Potapitch and Martha rushed towards her to kiss her hand.
“And to each bearer also I will give a ten-gülden piece. Let them have it out of the gold, Alexis Ivanovitch. But why is this footman bowing to me, and that other man as well? Are they congratulating me? Well, let them have ten gülden apiece.”
“ Madame la princesse—Un pauvre expatrié—Malheur continuel—Les princes russes sont si généreux! ” said a man who for some time past had been hanging around the old lady’s chair—a personage who, dressed in a shabby frockcoat and coloured waistcoat, kept taking off his cap, and smiling pathetically.
“Give him ten gülden,” said the Grandmother. “No, give him twenty. Now, enough of that, or I shall never get done with you all. Take a moment’s rest, and then carry me away. Prascovia, I mean to buy a new dress for you tomorrow. Yes, and for you too, Mlle. Blanche. Please translate, Prascovia.”

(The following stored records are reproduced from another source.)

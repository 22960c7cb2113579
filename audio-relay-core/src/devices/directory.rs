use std::collections::HashSet;
use std::sync::Arc;

use crate::devices::arena::{DeviceArena, DeviceLease};
use crate::models::device::{DeviceId, DeviceRole};
use crate::models::error::{Precondition, RelayError};
use crate::traits::backend::PlaybackDevice;

/// Outcome of a role assignment.
#[derive(Debug)]
pub enum RoleChange {
    /// The device moved into the requested role.
    Moved {
        /// A fresh lease for the caller to bind per-role state to.
        lease: DeviceLease,
        /// The role the device held before.
        from: DeviceRole,
        /// The previous Source, returned to Available by this change.
        demoted: Option<DeviceId>,
    },
    /// The device already held the requested role.
    Unchanged,
}

/// Devices added and dropped by a [`DeviceDirectory::refresh`].
#[derive(Debug, Clone, Default, PartialEq, Eq)]
pub struct RefreshSummary {
    pub added: Vec<DeviceId>,
    pub dropped: Vec<DeviceId>,
}

/// Leases on the Source and Targets, taken when a relay session starts.
#[derive(Debug, Default)]
pub struct Roster {
    pub source: Option<DeviceLease>,
    pub targets: Vec<DeviceLease>,
}

/// Partition of every tracked device into Available, Source and Target.
///
/// Each tracked device is held by exactly one lease in exactly one set.
/// Moves between sets happen under `&mut self` and are never observable
/// half-done.
pub struct DeviceDirectory {
    arena: DeviceArena,
    available: Vec<DeviceLease>,
    source: Option<DeviceLease>,
    targets: Vec<DeviceLease>,
}

impl DeviceDirectory {
    pub fn new(arena: DeviceArena) -> Self {
        Self {
            arena,
            available: Vec::new(),
            source: None,
            targets: Vec::new(),
        }
    }

    pub fn arena(&self) -> &DeviceArena {
        &self.arena
    }

    /// Reconcile with a fresh enumeration.
    ///
    /// New devices join Available. Available devices missing from
    /// `discovered` are released. The Source and Targets are kept even when
    /// missing.
    pub fn refresh(&mut self, discovered: Vec<Arc<dyn PlaybackDevice>>) -> RefreshSummary {
        let mut summary = RefreshSummary::default();
        let present: HashSet<DeviceId> = discovered.iter().map(|d| d.id().clone()).collect();

        let mut dropped = Vec::new();
        self.available.retain(|lease| {
            let keep = present.contains(lease.id());
            if !keep {
                dropped.push(lease.id().clone());
            }
            keep
        });
        summary.dropped = dropped;

        for device in discovered {
            if self.role_of(device.id()).is_some() {
                continue;
            }
            summary.added.push(device.id().clone());
            self.available.push(self.arena.lease(device));
        }

        if !summary.added.is_empty() || !summary.dropped.is_empty() {
            log::info!(
                "device refresh: {} added, {} dropped",
                summary.added.len(),
                summary.dropped.len()
            );
        }
        summary
    }

    /// Role currently held by `id`, or `None` if untracked.
    pub fn role_of(&self, id: &DeviceId) -> Option<DeviceRole> {
        if self.source.as_ref().is_some_and(|s| s.id() == id) {
            Some(DeviceRole::Source)
        } else if self.targets.iter().any(|t| t.id() == id) {
            Some(DeviceRole::Target)
        } else if self.available.iter().any(|a| a.id() == id) {
            Some(DeviceRole::Available)
        } else {
            None
        }
    }

    pub fn lease(&self, id: &DeviceId) -> Option<&DeviceLease> {
        self.source
            .iter()
            .chain(&self.targets)
            .chain(&self.available)
            .find(|lease| lease.id() == id)
    }

    pub fn source(&self) -> Option<&DeviceLease> {
        self.source.as_ref()
    }

    pub fn targets(&self) -> &[DeviceLease] {
        &self.targets
    }

    pub fn available(&self) -> &[DeviceLease] {
        &self.available
    }

    /// Every tracked device with its role: Source, then Targets, then Available.
    pub fn entries(&self) -> Vec<(DeviceId, DeviceRole)> {
        let source = self.source.iter().map(|l| (l.id().clone(), DeviceRole::Source));
        let targets = self.targets.iter().map(|l| (l.id().clone(), DeviceRole::Target));
        let available = self
            .available
            .iter()
            .map(|l| (l.id().clone(), DeviceRole::Available));
        source.chain(targets).chain(available).collect()
    }

    /// Make `id` the Source, demoting any previous Source to Available.
    pub fn assign_source(&mut self, id: &DeviceId) -> Result<RoleChange, RelayError> {
        if self.source.as_ref().is_some_and(|s| s.id() == id) {
            return Ok(RoleChange::Unchanged);
        }
        let (lease, from) = self.take(id).ok_or_else(|| RelayError::NotFound(id.clone()))?;

        let demoted = self.source.take().map(|previous| {
            let previous_id = previous.id().clone();
            self.available.push(previous);
            previous_id
        });

        let handle = lease.clone();
        self.source = Some(lease);
        log::info!("source set to {}", id);

        Ok(RoleChange::Moved {
            lease: handle,
            from,
            demoted,
        })
    }

    /// Add `id` to the Targets. Re-assigning an existing Target is a no-op.
    pub fn assign_target(&mut self, id: &DeviceId) -> Result<RoleChange, RelayError> {
        if self.targets.iter().any(|t| t.id() == id) {
            return Ok(RoleChange::Unchanged);
        }
        let (lease, from) = self.take(id).ok_or_else(|| RelayError::NotFound(id.clone()))?;

        let handle = lease.clone();
        self.targets.push(lease);
        log::info!("target added: {}", id);

        Ok(RoleChange::Moved {
            lease: handle,
            from,
            demoted: None,
        })
    }

    /// Return `id` from Source or Target to Available. Returns the role it left.
    pub fn release(&mut self, id: &DeviceId) -> Result<DeviceRole, RelayError> {
        match self.role_of(id) {
            None => Err(RelayError::NotFound(id.clone())),
            Some(DeviceRole::Available) => Err(RelayError::PreconditionNotMet(Precondition::NotAssigned)),
            Some(_) => {
                let (lease, from) = self.take(id).ok_or_else(|| RelayError::NotFound(id.clone()))?;
                self.available.push(lease);
                log::info!("{} returned to available (was {})", id, from);
                Ok(from)
            }
        }
    }

    /// Return every Target to Available. Returns the ids moved.
    pub fn clear_targets(&mut self) -> Result<Vec<DeviceId>, RelayError> {
        if self.targets.is_empty() {
            return Err(RelayError::PreconditionNotMet(Precondition::NothingToClear));
        }
        let cleared: Vec<DeviceId> = self.targets.iter().map(|t| t.id().clone()).collect();
        self.available.append(&mut self.targets);
        log::info!("cleared {} targets", cleared.len());
        Ok(cleared)
    }

    /// Acquire leases on the Source and every Target for a relay session.
    pub fn roster(&self) -> Roster {
        Roster {
            source: self.source.clone(),
            targets: self.targets.clone(),
        }
    }

    /// Release every tracked device: Targets, then Source, then Available.
    pub fn clear(&mut self) {
        while let Some(target) = self.targets.pop() {
            drop(target);
        }
        self.source = None;
        self.available.clear();
    }

    fn take(&mut self, id: &DeviceId) -> Option<(DeviceLease, DeviceRole)> {
        if self.source.as_ref().is_some_and(|s| s.id() == id) {
            return self.source.take().map(|l| (l, DeviceRole::Source));
        }
        if let Some(pos) = self.targets.iter().position(|t| t.id() == id) {
            return Some((self.targets.remove(pos), DeviceRole::Target));
        }
        if let Some(pos) = self.available.iter().position(|a| a.id() == id) {
            return Some((self.available.remove(pos), DeviceRole::Available));
        }
        None
    }
}
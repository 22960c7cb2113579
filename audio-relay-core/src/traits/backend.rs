use std::any::Any;
use std::sync::Arc;
use std::time::Duration;

use crate::models::device::DeviceId;
use crate::models::error::RelayError;
use crate::models::format::StreamFormat;
use crate::traits::endpoint::{CaptureEndpoint, RenderEndpoint, VolumeControl};

/// Per-thread state set up by [`AudioBackend::enter_relay_thread`].
///
/// Dropped on the relay thread when the loop exits.
pub type ThreadGuard = Box<dyn Any>;

/// Platform audio subsystem: enumerates playback endpoints.
///
/// Implemented by:
/// - `WasapiBackend` (Windows)
/// - `MockBackend` (tests)
pub trait AudioBackend: Send + Sync {
    /// List every currently active render endpoint.
    ///
    /// Must be callable repeatedly and return the same [`DeviceId`] for the
    /// same physical device across calls.
    fn list_active_render_endpoints(&self) -> Result<Vec<Arc<dyn PlaybackDevice>>, RelayError>;

    /// Prepare the calling thread to run the relay loop.
    ///
    /// When `elevate_priority` is set, request real-time scheduling. Failure
    /// to elevate is not an error.
    fn enter_relay_thread(&self, elevate_priority: bool) -> ThreadGuard {
        let _ = elevate_priority;
        Box::new(())
    }
}

/// One playback endpoint and the native capabilities it can open.
pub trait PlaybackDevice: Send + Sync {
    fn id(&self) -> &DeviceId;

    /// Human-readable name. Returns a placeholder rather than failing.
    fn friendly_name(&self) -> String;

    /// Open a loopback capture stream at the device's native mix format.
    fn open_loopback_capture(
        &self,
        buffer_duration: Duration,
    ) -> Result<Box<dyn CaptureEndpoint>, RelayError>;

    /// Open a shared-mode playback stream using `format` as-is.
    fn open_render(
        &self,
        format: &StreamFormat,
        buffer_duration: Duration,
    ) -> Result<Box<dyn RenderEndpoint>, RelayError>;

    /// Acquire the endpoint volume control.
    ///
    /// Returns [`RelayError::CapabilityUnavailable`] when the device has none.
    fn volume_control(&self) -> Result<Box<dyn VolumeControl>, RelayError>;
}
pub mod relay;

“ Merci, Madame ,” replied Mlle. Blanche gratefully as she twisted her face into the mocking smile which usually she kept only for the benefit of De Griers and the General. The latter looked confused, and seemed greatly relieved when we reached the Avenue.
“How surprised Theodosia too will be!” went on the Grandmother (thinking of the General’s nursemaid). “She, like yourselves, shall have the price of a new gown. Here, Alexis Ivanovitch! Give that beggar something” (a crooked-backed ragamuffin had approached to stare at us).